* _Your assignment_:
Locate all lines in the data below that hold "staged" and show them.

* _Information_:

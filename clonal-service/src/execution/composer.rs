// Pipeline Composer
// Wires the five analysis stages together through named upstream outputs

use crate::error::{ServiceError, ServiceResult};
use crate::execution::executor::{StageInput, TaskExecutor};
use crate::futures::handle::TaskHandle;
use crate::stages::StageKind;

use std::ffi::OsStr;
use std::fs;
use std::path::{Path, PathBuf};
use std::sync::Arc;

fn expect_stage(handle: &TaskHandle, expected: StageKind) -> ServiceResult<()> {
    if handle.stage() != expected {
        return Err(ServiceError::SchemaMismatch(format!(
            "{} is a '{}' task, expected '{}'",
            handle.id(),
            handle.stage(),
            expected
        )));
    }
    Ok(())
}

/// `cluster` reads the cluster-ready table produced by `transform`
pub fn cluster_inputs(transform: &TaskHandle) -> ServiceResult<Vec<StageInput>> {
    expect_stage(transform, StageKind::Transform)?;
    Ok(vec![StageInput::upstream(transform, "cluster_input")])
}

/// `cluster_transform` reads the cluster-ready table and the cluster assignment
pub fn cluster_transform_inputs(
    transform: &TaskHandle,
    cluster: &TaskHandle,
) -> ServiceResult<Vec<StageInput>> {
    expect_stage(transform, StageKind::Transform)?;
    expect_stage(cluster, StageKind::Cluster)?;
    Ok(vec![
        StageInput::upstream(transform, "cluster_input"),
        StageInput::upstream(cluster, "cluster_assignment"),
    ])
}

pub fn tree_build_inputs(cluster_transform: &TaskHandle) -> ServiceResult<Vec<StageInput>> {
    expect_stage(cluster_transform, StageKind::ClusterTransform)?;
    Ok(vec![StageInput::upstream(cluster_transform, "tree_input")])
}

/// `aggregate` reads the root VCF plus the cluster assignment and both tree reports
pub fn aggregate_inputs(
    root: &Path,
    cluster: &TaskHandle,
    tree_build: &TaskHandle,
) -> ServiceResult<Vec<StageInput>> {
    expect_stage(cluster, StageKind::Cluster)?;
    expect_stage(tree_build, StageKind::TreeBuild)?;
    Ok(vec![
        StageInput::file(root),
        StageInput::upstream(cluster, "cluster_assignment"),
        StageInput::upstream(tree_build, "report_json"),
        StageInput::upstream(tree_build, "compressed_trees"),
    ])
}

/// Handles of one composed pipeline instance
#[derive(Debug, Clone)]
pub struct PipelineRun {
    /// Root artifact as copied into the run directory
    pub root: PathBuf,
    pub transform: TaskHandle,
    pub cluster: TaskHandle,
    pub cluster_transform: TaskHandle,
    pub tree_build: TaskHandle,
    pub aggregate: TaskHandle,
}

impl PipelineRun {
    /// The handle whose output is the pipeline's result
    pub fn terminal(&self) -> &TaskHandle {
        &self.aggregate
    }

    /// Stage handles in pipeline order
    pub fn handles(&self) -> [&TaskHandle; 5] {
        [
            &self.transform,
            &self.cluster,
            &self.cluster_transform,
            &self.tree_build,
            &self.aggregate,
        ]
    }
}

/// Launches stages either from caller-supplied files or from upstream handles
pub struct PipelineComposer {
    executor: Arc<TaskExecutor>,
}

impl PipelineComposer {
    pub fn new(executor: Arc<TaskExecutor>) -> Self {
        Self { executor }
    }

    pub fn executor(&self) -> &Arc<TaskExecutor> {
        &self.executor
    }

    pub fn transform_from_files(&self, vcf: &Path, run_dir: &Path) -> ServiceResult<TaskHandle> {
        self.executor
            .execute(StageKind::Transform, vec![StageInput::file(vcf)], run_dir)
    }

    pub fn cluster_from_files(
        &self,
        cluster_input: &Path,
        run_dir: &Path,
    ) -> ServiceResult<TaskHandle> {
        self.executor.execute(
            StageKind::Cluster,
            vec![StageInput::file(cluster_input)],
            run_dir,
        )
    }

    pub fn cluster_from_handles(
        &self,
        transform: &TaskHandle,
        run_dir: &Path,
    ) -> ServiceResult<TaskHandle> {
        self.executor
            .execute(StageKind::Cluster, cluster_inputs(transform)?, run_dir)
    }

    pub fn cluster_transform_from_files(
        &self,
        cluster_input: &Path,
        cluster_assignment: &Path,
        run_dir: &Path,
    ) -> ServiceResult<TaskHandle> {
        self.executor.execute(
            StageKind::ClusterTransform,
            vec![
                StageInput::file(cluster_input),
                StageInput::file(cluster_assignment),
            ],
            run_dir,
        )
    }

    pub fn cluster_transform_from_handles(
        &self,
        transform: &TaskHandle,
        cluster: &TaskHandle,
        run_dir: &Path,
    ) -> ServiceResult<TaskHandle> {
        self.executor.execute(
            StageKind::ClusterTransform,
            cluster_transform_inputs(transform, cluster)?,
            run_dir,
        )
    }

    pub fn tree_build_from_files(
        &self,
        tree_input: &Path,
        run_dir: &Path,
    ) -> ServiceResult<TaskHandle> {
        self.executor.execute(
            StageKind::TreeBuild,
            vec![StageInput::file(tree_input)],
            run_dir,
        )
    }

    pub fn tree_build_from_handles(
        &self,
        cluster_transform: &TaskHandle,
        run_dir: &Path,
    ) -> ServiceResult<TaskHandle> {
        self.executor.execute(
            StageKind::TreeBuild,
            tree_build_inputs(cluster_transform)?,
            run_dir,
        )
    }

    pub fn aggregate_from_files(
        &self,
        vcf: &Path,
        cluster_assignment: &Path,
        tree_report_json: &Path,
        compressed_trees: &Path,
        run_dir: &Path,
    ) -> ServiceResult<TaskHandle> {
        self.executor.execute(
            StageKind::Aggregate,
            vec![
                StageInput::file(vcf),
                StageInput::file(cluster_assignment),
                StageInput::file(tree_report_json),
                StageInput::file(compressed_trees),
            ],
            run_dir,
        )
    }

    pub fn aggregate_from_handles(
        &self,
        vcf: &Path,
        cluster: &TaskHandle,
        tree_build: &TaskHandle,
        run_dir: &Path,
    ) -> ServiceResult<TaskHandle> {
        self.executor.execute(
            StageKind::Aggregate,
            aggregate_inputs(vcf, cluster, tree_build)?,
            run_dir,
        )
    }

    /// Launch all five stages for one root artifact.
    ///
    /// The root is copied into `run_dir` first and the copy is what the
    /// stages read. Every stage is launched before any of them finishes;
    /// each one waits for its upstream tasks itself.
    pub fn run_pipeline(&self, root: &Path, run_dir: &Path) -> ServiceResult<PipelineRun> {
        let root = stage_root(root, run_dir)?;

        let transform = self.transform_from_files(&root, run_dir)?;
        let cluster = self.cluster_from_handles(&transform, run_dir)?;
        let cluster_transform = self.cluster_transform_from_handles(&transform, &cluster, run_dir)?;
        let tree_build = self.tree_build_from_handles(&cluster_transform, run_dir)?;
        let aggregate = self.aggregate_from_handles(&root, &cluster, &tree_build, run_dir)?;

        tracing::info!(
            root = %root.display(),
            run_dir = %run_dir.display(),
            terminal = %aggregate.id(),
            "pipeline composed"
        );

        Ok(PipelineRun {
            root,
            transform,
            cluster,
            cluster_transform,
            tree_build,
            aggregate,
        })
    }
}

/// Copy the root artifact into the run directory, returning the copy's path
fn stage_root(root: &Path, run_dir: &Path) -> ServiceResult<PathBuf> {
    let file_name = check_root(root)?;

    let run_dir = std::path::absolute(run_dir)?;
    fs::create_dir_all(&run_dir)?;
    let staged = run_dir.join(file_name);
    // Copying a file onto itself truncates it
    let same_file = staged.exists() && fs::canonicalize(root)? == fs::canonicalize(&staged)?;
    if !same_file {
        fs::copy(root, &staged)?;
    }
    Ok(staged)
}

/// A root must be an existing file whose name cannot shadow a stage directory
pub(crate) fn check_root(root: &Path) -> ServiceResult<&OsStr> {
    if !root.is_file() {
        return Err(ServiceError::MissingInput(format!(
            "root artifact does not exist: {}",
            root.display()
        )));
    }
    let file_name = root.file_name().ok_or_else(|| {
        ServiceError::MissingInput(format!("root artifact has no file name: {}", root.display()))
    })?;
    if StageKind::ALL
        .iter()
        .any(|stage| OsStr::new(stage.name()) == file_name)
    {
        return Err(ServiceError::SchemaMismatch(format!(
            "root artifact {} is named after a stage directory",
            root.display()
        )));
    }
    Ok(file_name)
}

* _Result for this task_:
    let staged = run_dir.join(file_name);
    let same_file = staged.exists() && fs::canonicalize(root)? == fs::canonicalize(&staged)?;
        fs::copy(root, &staged)?;
    Ok(staged)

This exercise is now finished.